My problem with SDEI is the extra complexity it brings for features you don't want.
Its an NMI, that's the last thing you want as you can't schedule().
This use of SDEI is really for its synchronous exit through the irq handler, which you can
re-schedule from ... iff you took the event from a pre-emptible context...

Can we bypass the unnecessary NMI, and come in straight at the irq handler?

IRQ are asynchronous, but as this is a paravirt interface, the hypervisor can try to
guarantee a particular PPI (per cpu interrupt) that it generates is taken synchronously.
(I've yet to work out if the vGIC already does this, or we'd need to fake it in software)

By having a virtual-IRQ that the guest has registered, we can interpret the guest's
psuedo-NMI settings to know if this virtual-IRQ could be taken right now, which tells us
if the guest can handle the deferred stage2 fault, or it needs fixing before the guest can
make progress.

PPI are a scarce resource, so this would need some VMM involvement at boot to say which
PPI can be used.

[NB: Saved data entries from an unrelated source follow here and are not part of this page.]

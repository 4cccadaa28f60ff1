//! Rolling-without-slipping solver.
//!
//! The arc length travelled equals the distance, so the fraction of a full
//! revolution is `distance / circumference`. That angle is scaled by how well
//! the wheel's rolling axis lines up with the reference travel direction and
//! by the speed multiplier, wrapped into `[0, 360)`, and applied as a local
//! rotation about the rolling axis.

use nalgebra::{Unit, UnitQuaternion, Vector3};
use tracing::{debug, trace, warn};

use crate::{EulerAngles, RollError, RollOutput, RollParams, RollResult, Transform};

/// Degrees in one revolution.
pub const FULL_TURN_DEGREES: f64 = 360.0;

/// Axis rows shorter than this cannot carry a direction.
const AXIS_EPSILON: f64 = 1e-12;

/// Fixed "forward travel" direction the rolling axis is projected onto (`+X`).
#[inline]
#[must_use]
pub fn reference_direction() -> Vector3<f64> {
    Vector3::x()
}

/// Fraction of a revolution for `distance` on a wheel of `radius`, in degrees.
///
/// Not wrapped. The caller guarantees `radius > 0`.
#[inline]
#[must_use]
pub fn raw_angle_degrees(distance: f64, radius: f64) -> f64 {
    (distance / (std::f64::consts::TAU * radius)) * FULL_TURN_DEGREES
}

/// Wrap an angle into `[0, 360)`.
///
/// # Example
///
/// ```
/// use rig_roll::wrap_degrees;
///
/// assert_eq!(wrap_degrees(370.0), 10.0);
/// assert_eq!(wrap_degrees(-90.0), 270.0);
/// assert_eq!(wrap_degrees(720.0), 0.0);
/// ```
#[must_use]
pub fn wrap_degrees(angle: f64) -> f64 {
    let wrapped = angle.rem_euclid(FULL_TURN_DEGREES);
    // rem_euclid rounds tiny negatives up to exactly 360; abs folds -0.0
    if wrapped >= FULL_TURN_DEGREES {
        0.0
    } else {
        wrapped.abs()
    }
}

/// Solves rolling rotations for a fixed set of parameters.
///
/// Parameters are validated once at construction; [`RollSolver::solve`] can
/// then be called for any number of transforms.
///
/// # Example
///
/// ```
/// use rig_roll::{Axis, RollParams, RollSolver, Transform};
///
/// let solver = RollSolver::new(RollParams::with_radius(0.5).distance(1.0).axis(Axis::X)).unwrap();
/// let out = solver.solve(&Transform::identity()).unwrap();
/// assert!(out.rotation_delta_degrees >= 0.0 && out.rotation_delta_degrees < 360.0);
/// ```
#[derive(Debug, Clone, Copy)]
pub struct RollSolver {
    params: RollParams,
}

impl RollSolver {
    /// Create a solver.
    ///
    /// # Errors
    ///
    /// Returns [`RollError::InvalidParameter`] if `params` fails
    /// [`RollParams::validate`].
    pub fn new(params: RollParams) -> RollResult<Self> {
        if let Err(err) = params.validate() {
            warn!(error = %err, "Rejected roll parameters");
            return Err(err);
        }
        Ok(Self { params })
    }

    /// The validated parameters.
    #[inline]
    #[must_use]
    pub const fn params(&self) -> &RollParams {
        &self.params
    }

    /// Signed rolling-axis vector of `transform` (basis row, negated when
    /// rolling backward).
    ///
    /// # Errors
    ///
    /// Returns [`RollError::DegenerateInput`] if the basis row has zero
    /// length, i.e. the transform has zero scale on that axis.
    pub fn rolling_axis(&self, transform: &Transform) -> RollResult<Vector3<f64>> {
        let axis = transform.basis(self.params.axis) * self.params.direction.sign();
        let length = axis.norm();
        if !length.is_finite() || length <= AXIS_EPSILON {
            warn!(axis = ?self.params.axis, "Rolling axis has zero length");
            return Err(RollError::degenerate(format!(
                "transform has zero scale on the {:?} axis",
                self.params.axis
            )));
        }
        Ok(axis)
    }

    /// Solve the rolling rotation for `transform`.
    ///
    /// # Errors
    ///
    /// Returns [`RollError::DegenerateInput`] if the rolling axis has zero
    /// length or the basis is too flat to decompose into a rotation, and
    /// [`RollError::InvalidParameter`] if the rolled angle overflows.
    pub fn solve(&self, transform: &Transform) -> RollResult<RollOutput> {
        let axis = self.rolling_axis(transform)?;
        let params = &self.params;

        let raw = raw_angle_degrees(params.distance, params.radius);
        let projection = axis.dot(&reference_direction());
        let unwrapped = raw * projection * params.speed;
        if !unwrapped.is_finite() {
            warn!(raw, projection, speed = params.speed, "Roll angle overflowed");
            return Err(RollError::invalid_parameter(
                "distance",
                params.distance,
                "rolled angle overflows for this radius and speed",
            ));
        }
        let wrapped = wrap_degrees(unwrapped);

        trace!(raw, projection, unwrapped, "Roll angle before wrapping");

        // Normalising cannot fail: the length was checked above
        let unit_axis = Unit::new_normalize(axis);
        let increment = Transform::from_axis_angle(&unit_axis, wrapped.to_radians());
        let output_transform = increment.then(transform);

        // A flat input row can fold two output rows together; fall back to
        // composing the input rotation with the spin
        let rotation = output_transform
            .rotation()
            .or_else(|| {
                let spin = UnitQuaternion::from_axis_angle(&unit_axis, wrapped.to_radians());
                transform.rotation().map(|input| input * spin)
            })
            .ok_or_else(|| {
                RollError::degenerate("transform has more than one zero-length basis row")
            })?;
        let euler_degrees = EulerAngles::from_quaternion(&rotation);

        debug!(
            axis = ?params.axis,
            direction = ?params.direction,
            distance = params.distance,
            radius = params.radius,
            speed = params.speed,
            delta_degrees = wrapped,
            "Solved roll rotation"
        );

        Ok(RollOutput {
            rotation_delta_degrees: wrapped,
            unwrapped_degrees: unwrapped,
            projection,
            output_transform,
            euler_degrees,
        })
    }
}

/// Solve a rolling rotation in one call.
///
/// # Errors
///
/// Returns [`RollError::InvalidParameter`] for out-of-range parameters
/// (e.g. `radius <= 0`) and [`RollError::DegenerateInput`] when the rolling
/// axis has zero length.
///
/// # Example
///
/// ```
/// use rig_roll::{solve_roll, RollError, RollParams, Transform};
///
/// let err = solve_roll(&Transform::identity(), &RollParams::with_radius(0.0)).unwrap_err();
/// assert!(matches!(err, RollError::InvalidParameter { .. }));
/// ```
pub fn solve_roll(transform: &Transform, params: &RollParams) -> RollResult<RollOutput> {
    RollSolver::new(*params)?.solve(transform)
}

/// Roll angle driven by time instead of distance, in degrees.
///
/// `degrees(speed * time / radius)`: the wheel covers `speed * time` units of
/// arc. The result is not wrapped.
///
/// # Errors
///
/// Returns [`RollError::InvalidParameter`] if `radius <= 0` or any input is
/// not finite.
///
/// # Example
///
/// ```
/// use rig_roll::time_roll_degrees;
///
/// // One radian per second on a unit wheel
/// let angle = time_roll_degrees(2.0, 1.0, 1.0).unwrap();
/// assert!((angle - 2f64.to_degrees()).abs() < 1e-12);
/// ```
pub fn time_roll_degrees(time: f64, speed: f64, radius: f64) -> RollResult<f64> {
    if !(radius.is_finite() && radius > 0.0) {
        return Err(RollError::invalid_parameter(
            "radius",
            radius,
            "must be finite and > 0",
        ));
    }
    if !time.is_finite() {
        return Err(RollError::invalid_parameter("time", time, "must be finite"));
    }
    if !speed.is_finite() {
        return Err(RollError::invalid_parameter("speed", speed, "must be finite"));
    }
    let angle = (speed * time / radius).to_degrees();
    if !angle.is_finite() {
        return Err(RollError::invalid_parameter(
            "time",
            time,
            "rolled angle overflows for this radius and speed",
        ));
    }
    Ok(angle)
}
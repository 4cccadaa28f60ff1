//! Property-based tests for the compression field and wrinkle displacement.
//!
//! Run with: cargo test -p mesh-wrinkle -- proptest

#![allow(clippy::unwrap_used, clippy::expect_used, clippy::float_cmp)]

use mesh_wrinkle::{
    AdjacencyList, CompressionParams, MeshSample, WrinkleError, WrinkleParams, compute_compression,
    compute_compression_with, deform_wrinkles,
};
use nalgebra::{Point3, Vector3};
use proptest::prelude::*;

// =============================================================================
// Strategies
// =============================================================================

fn arb_point() -> impl Strategy<Value = Point3<f64>> {
    (-10.0..10.0f64, -10.0..10.0f64, -10.0..10.0f64).prop_map(|(x, y, z)| Point3::new(x, y, z))
}

/// Grid of `n x n` vertices triangulated into `2 (n-1)^2` faces.
fn grid_faces(n: u32) -> Vec<[u32; 3]> {
    let mut faces = Vec::new();
    for y in 0..n - 1 {
        for x in 0..n - 1 {
            let i = y * n + x;
            faces.push([i, i + 1, i + n + 1]);
            faces.push([i, i + n + 1, i + n]);
        }
    }
    faces
}

/// A random grid-topology mesh with independent rest and current positions.
fn arb_deformed_grid() -> impl Strategy<Value = (MeshSample, Vec<Point3<f64>>)> {
    (2u32..6).prop_flat_map(|n| {
        let count = (n * n) as usize;
        (
            prop::collection::vec(arb_point(), count),
            prop::collection::vec(arb_point(), count),
        )
            .prop_map(move |(rest, current)| {
                let sample = MeshSample::from_triangles(rest, &grid_faces(n)).unwrap();
                (sample, current)
            })
    })
}

/// Random symmetric adjacency over `count` vertices.
fn arb_edges(count: u32) -> impl Strategy<Value = Vec<[u32; 2]>> {
    prop::collection::vec((0..count, 0..count).prop_map(|(a, b)| [a, b]), 0..32)
}

// =============================================================================
// Properties
// =============================================================================

proptest! {
    /// Every value is clamped to [0, 1].
    #[test]
    fn values_in_unit_interval((rest, current) in arb_deformed_grid()) {
        let field = compute_compression(&rest, &current).unwrap();
        prop_assert_eq!(field.len(), rest.vertex_count());
        for &c in field.as_slice() {
            prop_assert!((0.0..=1.0).contains(&c));
        }
    }

    /// Comparing a pose against itself gives zero everywhere.
    #[test]
    fn identical_pose_is_zero((rest, _current) in arb_deformed_grid()) {
        let field = compute_compression(&rest, rest.positions()).unwrap();
        prop_assert!(field.as_slice().iter().all(|&c| c == 0.0));
    }

    /// Uniform scaling up only stretches edges.
    #[test]
    fn uniform_stretch_is_zero((rest, _current) in arb_deformed_grid(), factor in 1.5..4.0f64) {
        let stretched: Vec<_> = rest.positions().iter().map(|p| Point3::from(p.coords * factor)).collect();
        let field = compute_compression(&rest, &stretched).unwrap();
        prop_assert!(field.as_slice().iter().all(|&c| c == 0.0));
    }

    /// Parallel and sequential evaluation agree exactly.
    #[test]
    fn parallel_matches_sequential((rest, current) in arb_deformed_grid()) {
        let seq = compute_compression_with(&rest, &current, &CompressionParams::sequential()).unwrap();
        let par = compute_compression_with(&rest, &current, &CompressionParams::parallel()).unwrap();
        prop_assert_eq!(seq, par);
    }

    /// Edge-list adjacency is always symmetric and loop-free.
    #[test]
    fn edge_adjacency_symmetric(edges in arb_edges(12)) {
        let adjacency = AdjacencyList::from_edges(12, &edges).unwrap();
        prop_assert!(adjacency.is_symmetric());
        for v in 0..12 {
            prop_assert!(adjacency.neighbors(v).iter().all(|&n| n as usize != v));
        }
    }

    /// A wrong-length current buffer is always a shape mismatch.
    #[test]
    fn length_mismatch_rejected((rest, current) in arb_deformed_grid()) {
        let mut current = current;
        current.push(Point3::origin());
        let err = compute_compression(&rest, &current).unwrap_err();
        let is_mismatch = matches!(err, WrinkleError::ShapeMismatch { .. });
        prop_assert!(is_mismatch);
    }

    /// Displacement moves vertices only along the wrinkle axis, by at most intensity.
    #[test]
    fn displacement_along_axis(
        (rest, current) in arb_deformed_grid(),
        intensity in 0.0..=1.0f64,
    ) {
        let params = WrinkleParams::with_intensity(intensity).axis(Vector3::z());
        let out = deform_wrinkles(&rest, &current, &params).unwrap();

        for ((moved, original), &d) in out.positions.iter().zip(&current).zip(&out.displacement) {
            prop_assert_eq!(moved.x, original.x);
            prop_assert_eq!(moved.y, original.y);
            prop_assert!(d >= 0.0 && d <= intensity);
        }
        prop_assert!(out.max_displacement <= intensity);
    }
}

We do this for the PMU too.

... I'd like to look into how x86 uses this, and what other hypervisors may do in this
area. (another nightmare is supporting similar but different things for KVM, Xen, HyperV
and VMWare. I'm sure other hypervisors are available...)

> In fact it would be nice if
> SDEI_EVENT_COMPLETE meant "wait for synchronous page-in" while
> SDEI_EVENT_COMPLETE_AND_RESUME meant "handle it asynchronously".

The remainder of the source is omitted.